The Hong Kong Business Aviation Centre, which operates business aircraft round the clock, providing technical support, ground handling and passenger and crew services, said business-jet flights have gone up 3 percent in the first quarter, compared to the same period a year ago. The demand has been greater since the Spring Festival in late January, with a big portion being charter flights.

"This time round, people realize they have to spend money to avoid being cooped up in large commercial aircraft, or at airports swamped with people they don't know. The advantages of a private jet have really come to the forefront," Ian Moore, chief commercial officer of VistaJet, told China Daily.

According to Moore, for the greater part of February, they flew clients out of Asia which, at the time, was most severely affected by the outbreak. But, subsequently, it was the other way round. The huge air traffic volume was Asia-bound in March, with Italy emerging as the hotspot of the global pandemic after the coronavirus changed course and took on the rest of the world.

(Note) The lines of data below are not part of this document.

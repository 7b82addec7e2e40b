use std::future::{Ready, ready};

use actix_web::{
    Error, HttpMessage,
    dev::{Service, ServiceRequest, ServiceResponse, Transform, forward_ready},
    http::header::{HeaderName, HeaderValue},
};
use futures_util::future::LocalBoxFuture;
use uuid::Uuid;

pub const CORRELATION_ID_HEADER: &str = "x-correlation-id";

/// Correlation id of the current request, stored in request extensions.
#[derive(Debug, Clone, PartialEq, Eq)]
pub struct CorrelationId(pub String);

// Middleware factory
pub struct RequestIdMiddleware;

impl<S, B> Transform<S, ServiceRequest> for RequestIdMiddleware
where
    S: Service<ServiceRequest, Response = ServiceResponse<B>, Error = Error>,
    S::Future: 'static,
    B: 'static,
{
    type Response = ServiceResponse<B>;
    type Error = Error;
    type InitError = ();
    type Transform = RequestIdMiddlewareService<S>;
    type Future = Ready<Result<Self::Transform, Self::InitError>>;

    fn new_transform(&self, service: S) -> Self::Future {
        ready(Ok(RequestIdMiddlewareService { service }))
    }
}

pub struct RequestIdMiddlewareService<S> {
    service: S,
}

impl<S, B> Service<ServiceRequest> for RequestIdMiddlewareService<S>
where
    S: Service<ServiceRequest, Response = ServiceResponse<B>, Error = Error>,
    S::Future: 'static,
    B: 'static,
{
    type Response = ServiceResponse<B>;
    type Error = Error;
    type Future = LocalBoxFuture<'static, Result<Self::Response, Self::Error>>;

    forward_ready!(service);

    fn call(&self, req: ServiceRequest) -> Self::Future {
        // Reuse the caller's id only when it can be echoed back as a header
        let correlation_id = req
            .headers()
            .get(CORRELATION_ID_HEADER)
            .and_then(|h| h.to_str().ok())
            .filter(|id| !id.is_empty())
            .map(str::to_string)
            .unwrap_or_else(|| Uuid::new_v4().to_string());

        req.extensions_mut()
            .insert(CorrelationId(correlation_id.clone()));

        let fut = self.service.call(req);

        Box::pin(async move {
            let mut res = fut.await?;

            if let Ok(value) = HeaderValue::from_str(&correlation_id) {
                res.headers_mut()
                    .insert(HeaderName::from_static(CORRELATION_ID_HEADER), value);
            }

            Ok(res)
        })
    }
}

// Extension trait to easily get correlation ID from request
pub trait RequestIdExt {
    fn correlation_id(&self) -> Option<String>;
}

impl RequestIdExt for actix_web::HttpRequest {
    fn correlation_id(&self) -> Option<String> {
        self.extensions()
            .get::<CorrelationId>()
            .map(|id| id.0.clone())
    }
}

impl RequestIdExt for ServiceRequest {
    fn correlation_id(&self) -> Option<String> {
        self.extensions()
            .get::<CorrelationId>()
            .map(|id| id.0.clone())
    }
}
use std::sync::Arc;

use chrono::{DateTime, Utc};

use crate::database::models::AttendanceRecord;
use crate::database::repositories::AttendanceStore;
use crate::error::{AppError, ClockError};
use crate::services::clock::HoursPolicy;
use crate::services::notifier::{ATTENDANCE_TOPIC, Notifier};
use crate::services::time_of_day::{ZonedClock, round_hours};

/// Overtime approval workflow. It only moves the request status; time-out
/// reads that status when crediting the day.
#[derive(Clone)]
pub struct OvertimeService {
    attendance: Arc<dyn AttendanceStore>,
    notifier: Arc<dyn Notifier>,
    clock: ZonedClock,
    policy: HoursPolicy,
}

impl OvertimeService {
    pub fn new(
        attendance: Arc<dyn AttendanceStore>,
        notifier: Arc<dyn Notifier>,
        clock: ZonedClock,
        policy: HoursPolicy,
    ) -> Self {
        Self {
            attendance,
            notifier,
            clock,
            policy,
        }
    }

    /// Asks for `hours` of overtime on the day `timestamp` falls on.
    pub async fn request(
        &self,
        employee_id: i64,
        hours: f64,
        timestamp: DateTime<Utc>,
    ) -> Result<AttendanceRecord, AppError> {
        self.check_bounds(hours)?;

        let date = self.clock.local_date(timestamp);
        let mut record = self
            .attendance
            .find_by_employee_and_date(employee_id, date)
            .await?
            .ok_or(ClockError::AttendanceNotFound)?;

        record.request_overtime(round_hours(hours))?;
        let saved = self.persist(&record).await?;
        log::info!(
            "Employee {} requested {}h overtime on {}",
            employee_id,
            saved.requested_over_time,
            date
        );
        Ok(saved)
    }

    pub async fn accept(&self, attendance_id: i64) -> Result<AttendanceRecord, AppError> {
        self.decide(attendance_id, true).await
    }

    pub async fn reject(&self, attendance_id: i64) -> Result<AttendanceRecord, AppError> {
        self.decide(attendance_id, false).await
    }

    async fn decide(&self, attendance_id: i64, accept: bool) -> Result<AttendanceRecord, AppError> {
        let mut record = self
            .attendance
            .find_by_id(attendance_id)
            .await?
            .ok_or(ClockError::AttendanceNotFound)?;

        record.decide_overtime(accept)?;
        let saved = self.persist(&record).await?;
        log::info!(
            "Overtime request on attendance {} is now {}",
            attendance_id,
            saved.request_over_time_status
        );
        Ok(saved)
    }

    fn check_bounds(&self, hours: f64) -> Result<(), ClockError> {
        if hours < self.policy.overtime_min_hours {
            return Err(ClockError::OvertimeBelowMinimum {
                requested: hours,
                minimum: self.policy.overtime_min_hours,
            });
        }
        if hours > self.policy.overtime_limit_hours {
            return Err(ClockError::OvertimeExceedsLimit {
                requested: hours,
                limit: self.policy.overtime_limit_hours,
            });
        }
        Ok(())
    }

    async fn persist(&self, record: &AttendanceRecord) -> Result<AttendanceRecord, AppError> {
        record.validate()?;
        let saved = self.attendance.update(record).await?;
        self.notifier.notify(ATTENDANCE_TOPIC);
        Ok(saved)
    }
}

"Moving into March, it was probably one of the easiest times (to get clients) and the busiest time in terms of operations," said Moore. He added that he saw the demand at its peak in China in March.

The HKBAC also confirmed that the majority of recent flights involved repatriating people stranded in some of the worst-hit countries and regions in Europe and from the US.

The list of perks involving private-jet travel is long — privacy, comfort, flexibility, VIP-like escorts at airport terminals, free baggage handling on top of the prestige that comes with it.